I assume the conversation he had with Coach Chris went something like this, “We sittin’ in here, I’m supposed to be the franchise player, and we in here talkin’ about practice. I mean listen, we talkin’ ’bout practice. Not a game, not a game, not a game. We talkin’ about practice. Not a game, not a, not a, not the game that I go out there and die for, and play every game like it’s my last. Not the game. We talkin’ bout practice, man. I mean how silly is that? We talkin’ bout practice. I know I’m supposed to be there, I know I’m supposed to lead by example. I know that, and I’m not shovin’ it aside, you know, like it don’t mean anything. I know it’s important, I do. I honestly do.
“But we talkin’ bout practice, man. What are we talkin’ about? Practice? We talkin’ about practice, man. We talk — we talkin’ bout practice. We talkin’ bout practice! We ain’t talkin’ bout the game, we talkin’ bout practice, man. When you come to the game, and you see me play, you see me play, don’t you? You see me give everything I got, right? But we talkin’ bout practice right now.”
First there was the Commerce Comet, then came the Millville Meteor… and now-wearing number 7 for his local fall-ball team is the Bristol Bullet.
I was psyched when Coach Dave hooked up our switch hitting slugger with Mickey Mantle’s number. I always wore 24 for my favorite player Rickey Henderson, but I was a right handed hitting speedster who liked to steal bases and slide head first. Jax is shaping up to be a pretty damn good hitter from both sides of the plate!

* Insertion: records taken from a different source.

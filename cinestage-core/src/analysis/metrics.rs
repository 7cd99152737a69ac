// ============================================================================
// cinestage-core/src/analysis/metrics.rs
// ============================================================================
//
// METRIC KERNELS: Per-Frame Signal Measurements on Luma Buffers
//
// Pure functions over `image::GrayImage`. None of them allocate more than a
// frame-sized scratch buffer and none of them fail: degenerate inputs (frames
// smaller than the 3x3 kernels, mismatched frame sizes) measure as zero.
//
// KEY COMPONENTS:
// - laplacian_variance: Variance of the 4-neighbour Laplacian response
// - edge_density: Canny edge detector (Sobel, non-maximum suppression,
//   hysteresis) returning the share of edge pixels
// - flow_magnitude: Block Lucas-Kanade optical flow between two frames

// ---- External crate imports ----
use image::GrayImage;

/// tan(22.5°), used to quantize gradient direction during non-maximum suppression.
const TAN_22_5: f64 = 0.414_213_562_373_095_1;

/// Smallest eigenvalue of the structure tensor accepted as trackable texture.
const MIN_EIGENVALUE: f64 = 1.0;

// ============================================================================
// LAPLACIAN VARIANCE
// ============================================================================

/// Variance of the Laplacian (kernel `[0,1,0; 1,-4,1; 0,1,0]`) over the frame.
///
/// Borders are handled by reflecting without repeating the edge pixel.
pub fn laplacian_variance(frame: &GrayImage) -> f64 {
    let (w, h) = (frame.width() as usize, frame.height() as usize);
    if w < 3 || h < 3 {
        return 0.0;
    }
    let px = frame.as_raw();
    let at = |x: isize, y: isize| -> f64 {
        let x = reflect(x, w);
        let y = reflect(y, h);
        f64::from(px[y * w + x])
    };

    let n = (w * h) as f64;
    let mut sum = 0.0;
    let mut responses = Vec::with_capacity(w * h);
    for y in 0..h as isize {
        for x in 0..w as isize {
            let r = at(x, y - 1) + at(x - 1, y) + at(x + 1, y) + at(x, y + 1) - 4.0 * at(x, y);
            sum += r;
            responses.push(r);
        }
    }
    let mean = sum / n;
    responses.iter().map(|r| (r - mean).powi(2)).sum::<f64>() / n
}

// ============================================================================
// CANNY EDGE DENSITY
// ============================================================================

/// Result of edge detection on one frame.
#[derive(Debug, Clone, Copy, PartialEq)]
pub struct EdgeStats {
    pub edge_pixels: u64,
    pub density: f64,
}

/// Runs the Canny detector and reports the fraction of pixels marked as edges.
///
/// Gradients come from 3x3 Sobel operators with L1 magnitude. A pixel above
/// `high` seeds an edge; pixels above `low` join it through 8-connectivity.
pub fn edge_density(frame: &GrayImage, low: f64, high: f64) -> EdgeStats {
    let (w, h) = (frame.width() as usize, frame.height() as usize);
    if w < 3 || h < 3 {
        return EdgeStats {
            edge_pixels: 0,
            density: 0.0,
        };
    }
    let px = frame.as_raw();
    let at = |x: isize, y: isize| -> i32 {
        let x = x.clamp(0, w as isize - 1) as usize;
        let y = y.clamp(0, h as isize - 1) as usize;
        i32::from(px[y * w + x])
    };

    let mut dx = vec![0i32; w * h];
    let mut dy = vec![0i32; w * h];
    let mut mag = vec![0i32; w * h];
    for y in 0..h as isize {
        for x in 0..w as isize {
            let gx = (at(x + 1, y - 1) + 2 * at(x + 1, y) + at(x + 1, y + 1))
                - (at(x - 1, y - 1) + 2 * at(x - 1, y) + at(x - 1, y + 1));
            let gy = (at(x - 1, y + 1) + 2 * at(x, y + 1) + at(x + 1, y + 1))
                - (at(x - 1, y - 1) + 2 * at(x, y - 1) + at(x + 1, y - 1));
            let i = y as usize * w + x as usize;
            dx[i] = gx;
            dy[i] = gy;
            mag[i] = gx.abs() + gy.abs();
        }
    }

    let mag_at = |x: isize, y: isize| -> i32 {
        if x < 0 || y < 0 || x >= w as isize || y >= h as isize {
            0
        } else {
            mag[y as usize * w + x as usize]
        }
    };

    // 0 = suppressed, 1 = weak candidate, 2 = strong edge
    let mut state = vec![0u8; w * h];
    let mut stack = Vec::new();
    for y in 0..h as isize {
        for x in 0..w as isize {
            let i = y as usize * w + x as usize;
            let m = mag[i];
            if f64::from(m) <= low {
                continue;
            }
            let (xs, ys) = (dx[i], dy[i]);
            let ax = f64::from(xs.abs());
            let ay = f64::from(ys.abs());
            let tg22 = ax * TAN_22_5;
            let is_max = if ay < tg22 {
                m > mag_at(x - 1, y) && m >= mag_at(x + 1, y)
            } else if ay > tg22 + 2.0 * ax {
                m > mag_at(x, y - 1) && m >= mag_at(x, y + 1)
            } else {
                let s: isize = if (xs ^ ys) < 0 { -1 } else { 1 };
                m > mag_at(x - s, y - 1) && m > mag_at(x + s, y + 1)
            };
            if !is_max {
                continue;
            }
            if f64::from(m) > high {
                state[i] = 2;
                stack.push(i);
            } else {
                state[i] = 1;
            }
        }
    }

    while let Some(i) = stack.pop() {
        let (x, y) = ((i % w) as isize, (i / w) as isize);
        for ny in y - 1..=y + 1 {
            for nx in x - 1..=x + 1 {
                if nx < 0 || ny < 0 || nx >= w as isize || ny >= h as isize {
                    continue;
                }
                let j = ny as usize * w + nx as usize;
                if state[j] == 1 {
                    state[j] = 2;
                    stack.push(j);
                }
            }
        }
    }

    let edge_pixels = state.iter().filter(|s| **s == 2).count() as u64;
    EdgeStats {
        edge_pixels,
        density: edge_pixels as f64 / (w * h) as f64,
    }
}

// ============================================================================
// OPTICAL FLOW
// ============================================================================

/// Average and peak motion between two consecutive frames, in pixels.
#[derive(Debug, Clone, Copy, PartialEq, Default)]
pub struct FlowStats {
    pub average: f64,
    pub peak: f64,
}

/// Estimates dense motion with one Lucas-Kanade solve per `window`-sized block.
///
/// Blocks without enough texture to constrain both axes report zero motion.
pub fn flow_magnitude(prev: &GrayImage, next: &GrayImage, window: usize) -> FlowStats {
    let (w, h) = (prev.width() as usize, prev.height() as usize);
    if prev.dimensions() != next.dimensions() || w < 3 || h < 3 || window < 2 {
        return FlowStats::default();
    }
    let p = prev.as_raw();
    let q = next.as_raw();
    let val = |buf: &[u8], x: usize, y: usize| f64::from(buf[y * w + x]);

    let mut total = 0.0;
    let mut peak: f64 = 0.0;
    let mut blocks = 0usize;

    let mut by = 1;
    while by < h - 1 {
        let y_end = (by + window).min(h - 1);
        let mut bx = 1;
        while bx < w - 1 {
            let x_end = (bx + window).min(w - 1);
            let (mut sxx, mut syy, mut sxy, mut sxt, mut syt) = (0.0, 0.0, 0.0, 0.0, 0.0);
            for y in by..y_end {
                for x in bx..x_end {
                    let ix = (val(p, x + 1, y) - val(p, x - 1, y)) / 2.0;
                    let iy = (val(p, x, y + 1) - val(p, x, y - 1)) / 2.0;
                    let it = val(q, x, y) - val(p, x, y);
                    sxx += ix * ix;
                    syy += iy * iy;
                    sxy += ix * iy;
                    sxt += ix * it;
                    syt += iy * it;
                }
            }

            let det = sxx * syy - sxy * sxy;
            let trace = sxx + syy;
            let min_eigen = (trace - (trace * trace - 4.0 * det).max(0.0).sqrt()) / 2.0;
            let magnitude = if min_eigen < MIN_EIGENVALUE || det.abs() < f64::EPSILON {
                0.0
            } else {
                let u = (-syy * sxt + sxy * syt) / det;
                let v = (sxy * sxt - sxx * syt) / det;
                (u * u + v * v).sqrt()
            };

            total += magnitude;
            peak = peak.max(magnitude);
            blocks += 1;
            bx += window;
        }
        by += window;
    }

    if blocks == 0 {
        return FlowStats::default();
    }
    FlowStats {
        average: total / blocks as f64,
        peak,
    }
}

fn reflect(i: isize, n: usize) -> usize {
    let n = n as isize;
    let r = if i < 0 {
        -i
    } else if i >= n {
        2 * n - 2 - i
    } else {
        i
    };
    r.clamp(0, n - 1) as usize
}

#[cfg(test)]
mod tests {
    use super::*;
    use image::Luma;

    fn uniform(w: u32, h: u32, v: u8) -> GrayImage {
        GrayImage::from_pixel(w, h, Luma([v]))
    }

    fn textured(w: u32, h: u32, shift: f64) -> GrayImage {
        GrayImage::from_fn(w, h, |x, y| {
            let xf = x as f64 - shift;
            let yf = y as f64;
            let v = 128.0 + 50.0 * (xf / 4.0).sin() + 50.0 * (yf / 5.0).sin();
            Luma([v.round().clamp(0.0, 255.0) as u8])
        })
    }

    #[test]
    fn flat_frame_has_no_laplacian_response() {
        assert_eq!(laplacian_variance(&uniform(32, 32, 90)), 0.0);
    }

    #[test]
    fn checkerboard_is_sharper_than_gradient() {
        let checker = GrayImage::from_fn(32, 32, |x, y| {
            Luma([if (x + y) % 2 == 0 { 0 } else { 255 }])
        });
        let ramp = GrayImage::from_fn(32, 32, |x, _| Luma([(x * 8) as u8]));
        assert!(laplacian_variance(&checker) > laplacian_variance(&ramp));
        assert!(laplacian_variance(&checker) > 1000.0);
    }

    #[test]
    fn tiny_frames_measure_zero() {
        assert_eq!(laplacian_variance(&uniform(2, 2, 10)), 0.0);
        assert_eq!(edge_density(&uniform(1, 8, 10), 50.0, 150.0).edge_pixels, 0);
    }

    #[test]
    fn flat_frame_has_no_edges() {
        let stats = edge_density(&uniform(40, 30, 200), 50.0, 150.0);
        assert_eq!(stats.edge_pixels, 0);
        assert_eq!(stats.density, 0.0);
    }

    #[test]
    fn vertical_step_produces_a_thin_edge_line() {
        let step = GrayImage::from_fn(40, 30, |x, _| Luma([if x < 20 { 0 } else { 255 }]));
        let stats = edge_density(&step, 50.0, 150.0);
        // Non-maximum suppression keeps the edge one or two pixels wide.
        assert!(stats.edge_pixels >= 30, "edge pixels: {}", stats.edge_pixels);
        assert!(stats.edge_pixels <= 60, "edge pixels: {}", stats.edge_pixels);
        assert!(stats.density > 0.0 && stats.density < 0.06);
    }

    #[test]
    fn weak_edges_need_a_strong_seed() {
        // Step of 10 levels: Sobel magnitude 40 never exceeds the low threshold.
        let faint = GrayImage::from_fn(40, 30, |x, _| Luma([if x < 20 { 100 } else { 110 }]));
        assert_eq!(edge_density(&faint, 50.0, 150.0).edge_pixels, 0);
    }

    #[test]
    fn identical_frames_have_no_motion() {
        let a = textured(64, 48, 0.0);
        let stats = flow_magnitude(&a, &a, 8);
        assert_eq!(stats.average, 0.0);
        assert_eq!(stats.peak, 0.0);
    }

    #[test]
    fn one_pixel_shift_is_detected() {
        let a = textured(96, 96, 0.0);
        let b = textured(96, 96, 1.0);
        let stats = flow_magnitude(&a, &b, 8);
        assert!(
            stats.average > 0.6 && stats.average < 1.4,
            "average flow {}",
            stats.average
        );
        assert!(stats.peak >= stats.average);
    }

    #[test]
    fn mismatched_dimensions_measure_zero() {
        let a = textured(64, 48, 0.0);
        let b = textured(32, 48, 0.0);
        assert_eq!(flow_magnitude(&a, &b, 8), FlowStats::default());
    }

    #[test]
    fn textureless_blocks_report_zero_motion() {
        let a = uniform(32, 32, 50);
        let b = uniform(32, 32, 80);
        assert_eq!(flow_magnitude(&a, &b, 8).average, 0.0);
    }
}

If there are two guys you want your son to be similar to on the baseball field you could do a lot worse than Mantle and Trout. Growing up in 2019 (although we are Yankees fans, Mike Trout is a player who you enjoy watching and rooting for. While we bleed blue for the Yankees, I’m glad Jax will have Mike Trout, a fantastic baseball player and even more importantly a fantastic human being, to look up to as a role model.